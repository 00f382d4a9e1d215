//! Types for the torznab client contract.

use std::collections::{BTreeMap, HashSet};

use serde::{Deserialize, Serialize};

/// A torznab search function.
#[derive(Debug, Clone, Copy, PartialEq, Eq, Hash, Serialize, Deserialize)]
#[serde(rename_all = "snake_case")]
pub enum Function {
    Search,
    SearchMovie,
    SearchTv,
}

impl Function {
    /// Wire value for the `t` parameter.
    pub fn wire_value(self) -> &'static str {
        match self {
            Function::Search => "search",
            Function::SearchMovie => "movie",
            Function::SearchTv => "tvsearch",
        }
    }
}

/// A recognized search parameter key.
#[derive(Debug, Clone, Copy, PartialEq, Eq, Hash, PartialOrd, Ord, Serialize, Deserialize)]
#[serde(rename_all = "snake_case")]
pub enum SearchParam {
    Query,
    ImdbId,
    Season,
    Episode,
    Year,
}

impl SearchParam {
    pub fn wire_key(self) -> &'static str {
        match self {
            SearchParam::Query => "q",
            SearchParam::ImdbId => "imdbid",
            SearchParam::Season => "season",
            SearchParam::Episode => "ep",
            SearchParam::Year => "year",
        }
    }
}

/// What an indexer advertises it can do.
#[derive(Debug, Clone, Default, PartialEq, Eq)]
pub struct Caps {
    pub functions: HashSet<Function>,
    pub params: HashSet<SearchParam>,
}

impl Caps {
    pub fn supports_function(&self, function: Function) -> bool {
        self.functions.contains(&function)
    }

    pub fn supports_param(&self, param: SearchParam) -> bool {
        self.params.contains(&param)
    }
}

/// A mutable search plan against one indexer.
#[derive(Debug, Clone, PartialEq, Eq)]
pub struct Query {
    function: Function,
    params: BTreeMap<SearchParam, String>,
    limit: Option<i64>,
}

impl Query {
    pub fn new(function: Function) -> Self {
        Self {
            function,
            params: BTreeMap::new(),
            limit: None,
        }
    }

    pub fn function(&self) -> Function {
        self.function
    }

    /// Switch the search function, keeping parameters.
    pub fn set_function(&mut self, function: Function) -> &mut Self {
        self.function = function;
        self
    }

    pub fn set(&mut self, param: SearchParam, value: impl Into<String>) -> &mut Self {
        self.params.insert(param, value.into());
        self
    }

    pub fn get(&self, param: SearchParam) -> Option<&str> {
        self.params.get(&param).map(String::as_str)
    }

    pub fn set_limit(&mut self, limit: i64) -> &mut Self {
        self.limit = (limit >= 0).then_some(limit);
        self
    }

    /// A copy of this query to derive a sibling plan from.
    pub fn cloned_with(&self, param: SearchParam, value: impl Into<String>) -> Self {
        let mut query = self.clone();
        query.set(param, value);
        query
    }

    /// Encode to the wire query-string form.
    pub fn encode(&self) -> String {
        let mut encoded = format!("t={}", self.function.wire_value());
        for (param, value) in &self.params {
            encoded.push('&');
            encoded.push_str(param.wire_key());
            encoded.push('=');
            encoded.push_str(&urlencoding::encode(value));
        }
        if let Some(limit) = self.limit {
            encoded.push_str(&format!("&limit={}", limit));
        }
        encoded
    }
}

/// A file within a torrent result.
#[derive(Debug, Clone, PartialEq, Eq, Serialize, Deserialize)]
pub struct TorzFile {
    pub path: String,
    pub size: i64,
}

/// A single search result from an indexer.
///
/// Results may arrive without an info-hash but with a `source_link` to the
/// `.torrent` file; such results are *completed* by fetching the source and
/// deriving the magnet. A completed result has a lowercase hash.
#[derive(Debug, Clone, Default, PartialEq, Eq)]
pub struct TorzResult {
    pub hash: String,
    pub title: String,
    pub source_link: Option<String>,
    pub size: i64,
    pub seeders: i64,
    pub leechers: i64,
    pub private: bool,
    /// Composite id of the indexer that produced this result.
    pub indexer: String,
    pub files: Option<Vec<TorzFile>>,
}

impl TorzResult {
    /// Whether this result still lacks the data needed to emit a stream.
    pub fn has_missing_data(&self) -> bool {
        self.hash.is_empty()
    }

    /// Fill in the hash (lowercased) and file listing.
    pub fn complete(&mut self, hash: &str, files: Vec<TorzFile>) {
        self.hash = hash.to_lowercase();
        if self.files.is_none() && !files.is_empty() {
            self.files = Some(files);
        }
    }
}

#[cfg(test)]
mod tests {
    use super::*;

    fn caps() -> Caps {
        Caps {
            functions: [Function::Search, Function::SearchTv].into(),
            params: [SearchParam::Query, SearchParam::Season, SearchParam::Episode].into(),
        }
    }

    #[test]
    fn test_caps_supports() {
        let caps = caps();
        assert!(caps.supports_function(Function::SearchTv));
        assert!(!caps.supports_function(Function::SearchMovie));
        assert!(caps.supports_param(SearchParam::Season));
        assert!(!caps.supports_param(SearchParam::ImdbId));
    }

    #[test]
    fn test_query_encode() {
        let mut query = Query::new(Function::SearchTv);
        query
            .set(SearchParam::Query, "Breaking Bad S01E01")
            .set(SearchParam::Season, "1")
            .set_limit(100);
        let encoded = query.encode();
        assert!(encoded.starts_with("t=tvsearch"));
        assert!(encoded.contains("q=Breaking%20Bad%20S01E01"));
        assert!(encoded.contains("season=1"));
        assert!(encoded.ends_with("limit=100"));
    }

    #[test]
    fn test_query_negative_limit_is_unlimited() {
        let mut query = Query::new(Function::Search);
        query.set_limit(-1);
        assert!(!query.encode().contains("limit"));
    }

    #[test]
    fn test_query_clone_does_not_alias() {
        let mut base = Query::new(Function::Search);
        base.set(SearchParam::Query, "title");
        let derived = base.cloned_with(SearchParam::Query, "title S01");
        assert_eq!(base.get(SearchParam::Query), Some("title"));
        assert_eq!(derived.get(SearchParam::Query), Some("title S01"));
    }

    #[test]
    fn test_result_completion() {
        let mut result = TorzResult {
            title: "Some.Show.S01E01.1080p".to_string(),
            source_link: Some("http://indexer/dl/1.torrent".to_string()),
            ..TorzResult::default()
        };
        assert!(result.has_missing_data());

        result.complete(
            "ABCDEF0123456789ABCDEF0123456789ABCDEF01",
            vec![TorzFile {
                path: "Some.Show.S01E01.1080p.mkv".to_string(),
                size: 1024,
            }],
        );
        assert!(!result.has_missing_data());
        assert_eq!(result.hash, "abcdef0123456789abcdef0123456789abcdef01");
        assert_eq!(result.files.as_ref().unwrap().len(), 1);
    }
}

· · · ·

▸ What you should do:
Only a number is expected: the count of lines in the entries that include the string "impl".

▸ Exercise answer:
7